The seven R’s of modern Evangelical church planting. Woo Hoo! right?

Led by Ray Harris, several other pastors, and a passel of “directors,” The Pointe Church attracts a thousand people a week to their three Sunday services. By the end of 2020, the church hopes to have:

  • 50 Young Adult Leaders Developed
  • 600 Students Won to Christ
  • 1000 Kids Attending Weekly
  • 125% Of Our Worship Attendance participating in Small Groups
  • 1000 Churches Using our Artistry
  • 5000 Attending Worship Services
  • 1,000,000 To Find & Follow Jesus

Several years ago, I wrote a post about another Fort Wayne church — Elevate City Church. What I wrote then applies to The Pointe Church today. In a post titled, The Elevate City Church Con Job, I wrote:

The dirty little secret of Evangelical church planting is that the vast majority of people who attend a new church plant come from other churches. Few people are new converts. Why? Because almost every American, especially here in the Midwest, has already heard the good news of the gospel. It is not a lack of information that keeps people out of churches. Americans are increasingly rejecting Christianity and turning to spirituality, eastern religions, or atheism/agnosticism/humanism. Why?

Evangelical Christianity is slowly dying. Instead of trying to strengthen that which remains, hip, relevant church planters start new churches. They poach the members of old, established churches and this “growth” hides the fact that the disinterested are still disinterested and they haven’t flocked to the new church. The truth is, more and more Americans think Evangelical Christianity is irrelevant. Evangelicals have a huge PR problem, and as long as their beliefs, practices, and lifestyle are tethered to an inspired, inerrant, infallible ancient book, Evangelicals should not expect the disinterested to rush to their churches on Sunday. Playing rock and praise and worship music, dressing down, getting rid of pews, and acting all hip and cool, hides the fact that the message is still the same; repent and believe the gospel or you are going to be tortured by God in hell for all eternity.

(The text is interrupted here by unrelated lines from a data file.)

//! Reactive store - maps whose key reads and writes are intercepted.
//!
//! A [`ReactiveMap`] wraps a set of key/value pairs so every read and write
//! passes through a per-key slot carrying its own [`Dep`]. Observation
//! happens at construction: the slot table is a fixed snapshot of the keys
//! present when the map is built, and it is never consulted for (or extended
//! with) keys outside that snapshot. This is a documented limitation, not a
//! bug: reactivity only covers keys an object owned when it was observed.
//!
//! Nested maps are themselves `ReactiveMap`s, so assigning a brand-new map
//! to a slot makes the new map's keys reactive too - they were observed when
//! that map was constructed.
//!
//! # Example
//!
//! ```ignore
//! use vinebind::{ReactiveMap, Value};
//!
//! let data = ReactiveMap::observe([
//!     ("msg", Value::from("hi")),
//!     ("user", Value::map([("name", Value::from("ada"))])),
//! ]);
//!
//! data.set("msg", Value::from("bye"))?; // notifies subscribed watchers
//! ```

use std::cell::RefCell;
use std::rc::Rc;

use indexmap::IndexMap;

use crate::error::BindError;
use crate::value::Value;

use super::context;
use super::dep::Dep;

// =============================================================================
// Slots
// =============================================================================

/// One reactive property: backing value plus its dep. The pairing is
/// permanent - exactly one dep per slot for the slot's lifetime.
struct Slot {
    value: RefCell<Value>,
    dep: Dep,
}

struct MapInner {
    // Insertion-ordered, fixed at observation time.
    slots: IndexMap<String, Slot>,
}

// =============================================================================
// ReactiveMap
// =============================================================================

/// A shared handle to an observed map. Cloning clones the handle, not the
/// data; equality between handles is identity (see [`ReactiveMap::handle_eq`]).
#[derive(Clone)]
pub struct ReactiveMap {
    inner: Rc<MapInner>,
}

impl ReactiveMap {
    /// Observe a set of key/value pairs, wrapping each into a reactive slot.
    ///
    /// Nested map values are already observed (maps are observed when
    /// constructed), so the whole graph below `entries` is reactive.
    pub fn observe<K, I>(entries: I) -> Self
    where
        K: Into<String>,
        I: IntoIterator<Item = (K, Value)>,
    {
        let slots = entries
            .into_iter()
            .map(|(key, value)| {
                (
                    key.into(),
                    Slot {
                        value: RefCell::new(value),
                        dep: Dep::new(),
                    },
                )
            })
            .collect();
        Self {
            inner: Rc::new(MapInner { slots }),
        }
    }

    /// Read a key's value.
    ///
    /// If a watcher is currently evaluating, it is subscribed to this slot's
    /// dep as a side effect - this is how dependency tracking stays implicit.
    /// Keys outside the observed snapshot return `None`.
    pub fn get(&self, key: &str) -> Option<Value> {
        let slot = self.inner.slots.get(key)?;
        if let Some(watcher) = context::current_watcher() {
            slot.dep.add_sub(&watcher);
        }
        Some(slot.value.borrow().clone())
    }

    /// Write a key's value.
    ///
    /// No-op when the new value compares equal to the backing value (scalar
    /// equality, map handle identity). Otherwise the backing value is
    /// replaced and the slot's dep notifies synchronously before this call
    /// returns. Keys outside the observed snapshot are rejected.
    pub fn set(&self, key: &str, new: Value) -> Result<(), BindError> {
        let slot = self
            .inner
            .slots
            .get(key)
            .ok_or_else(|| BindError::UnknownKey {
                key: key.to_string(),
            })?;

        let changed = *slot.value.borrow() != new;
        if changed {
            // Release the borrow before notifying: subscribers re-read this
            // slot through `get`.
            *slot.value.borrow_mut() = new;
            slot.dep.notify()?;
        }
        Ok(())
    }

    /// Whether a key belongs to the observed snapshot.
    pub fn contains_key(&self, key: &str) -> bool {
        self.inner.slots.contains_key(key)
    }

    /// Observed keys, in insertion order.
    pub fn keys(&self) -> impl Iterator<Item = &str> {
        self.inner.slots.keys().map(String::as_str)
    }

    /// Handle identity: do both handles point at the same observed map?
    pub fn handle_eq(a: &ReactiveMap, b: &ReactiveMap) -> bool {
        Rc::ptr_eq(&a.inner, &b.inner)
    }
}

impl std::fmt::Debug for ReactiveMap {
    fn fmt(&self, f: &mut std::fmt::Formatter<'_>) -> std::fmt::Result {
        let mut map = f.debug_map();
        for (key, slot) in &self.inner.slots {
            map.entry(key, &*slot.value.borrow());
        }
        map.finish()
    }
}

#[cfg(test)]
mod tests {
    use super::*;
    use crate::reactive::watcher::Watcher;
    use std::cell::Cell;

    #[test]
    fn test_snapshot_get_set() {
        let map = ReactiveMap::observe([("a", Value::from(1)), ("b", Value::from("x"))]);

        assert_eq!(map.get("a"), Some(Value::from(1)));
        assert_eq!(map.get("missing"), None);

        map.set("a", Value::from(2)).unwrap();
        assert_eq!(map.get("a"), Some(Value::from(2)));

        // Keys outside the snapshot cannot be written.
        assert!(matches!(
            map.set("c", Value::from(3)),
            Err(BindError::UnknownKey { .. })
        ));
    }

    #[test]
    fn test_read_without_watcher_does_not_track() {
        let map = ReactiveMap::observe([("a", Value::from(1))]);
        let _ = map.get("a");

        // Writing afterwards must notify nobody (and not fail).
        map.set("a", Value::from(2)).unwrap();
    }

    #[test]
    fn test_equal_write_is_a_noop() {
        let map = ReactiveMap::observe([("a", Value::from(1))]);
        let fired = Rc::new(Cell::new(0));

        let fired_in_cb = Rc::clone(&fired);
        let _watcher = Watcher::spawn(&map, "a", move |_| {
            fired_in_cb.set(fired_in_cb.get() + 1);
            Ok(())
        })
        .unwrap();

        map.set("a", Value::from(1)).unwrap();
        assert_eq!(fired.get(), 0);

        map.set("a", Value::from(2)).unwrap();
        assert_eq!(fired.get(), 1);
    }

    #[test]
    fn test_reassigned_map_is_reactive() {
        let map = ReactiveMap::observe([("a", Value::map([("b", Value::from(1))]))]);

        // Replace the nested map wholesale, then watch through it.
        map.set("a", Value::map([("b", Value::from(2))])).unwrap();

        let seen = Rc::new(Cell::new(0i64));
        let seen_in_cb = Rc::clone(&seen);
        let _watcher = Watcher::spawn(&map, "a.b", move |new| {
            if let Value::Int(i) = new {
                seen_in_cb.set(*i);
            }
            Ok(())
        })
        .unwrap();

        let nested = map.get("a").unwrap();
        nested.as_map().unwrap().set("b", Value::from(3)).unwrap();
        assert_eq!(seen.get(), 3);
    }

    #[test]
    fn test_dropped_watcher_is_pruned() {
        let map = ReactiveMap::observe([("a", Value::from(1))]);

        let watcher = Watcher::spawn(&map, "a", |_| Ok(())).unwrap();
        drop(watcher);

        // The dep only held a weak reference; the write must not fail.
        map.set("a", Value::from(2)).unwrap();
    }
}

I have no objection to Evangelicals starting as many clubhouses as they want. This is America, and corporate, capitalistic, libertarian thinking dominates the Evangelical church-planting scene. They just need to understand that some of us see through the smokescreen. By all means, plant another church, convince yourself that “God” is leading you to do so, but the facts on the ground remain the same. Planting a new church will not fix what ails America. Americans no longer are buying what Evangelicals are selling. Perhaps it is time to follow the command of Jesus: go sell all that you have and give it to the poor. Perhaps when Americans see THAT kind of Christianity, they might take an interest in it. Even though I am an atheist, I can, from a distance, admire a church and a pastor which take seriously the teachings of Jesus. All I see right now is the same incestuous, irrelevant church, with a new name. It is time to burn the institutional church to the ground and start over. Or so says this atheist.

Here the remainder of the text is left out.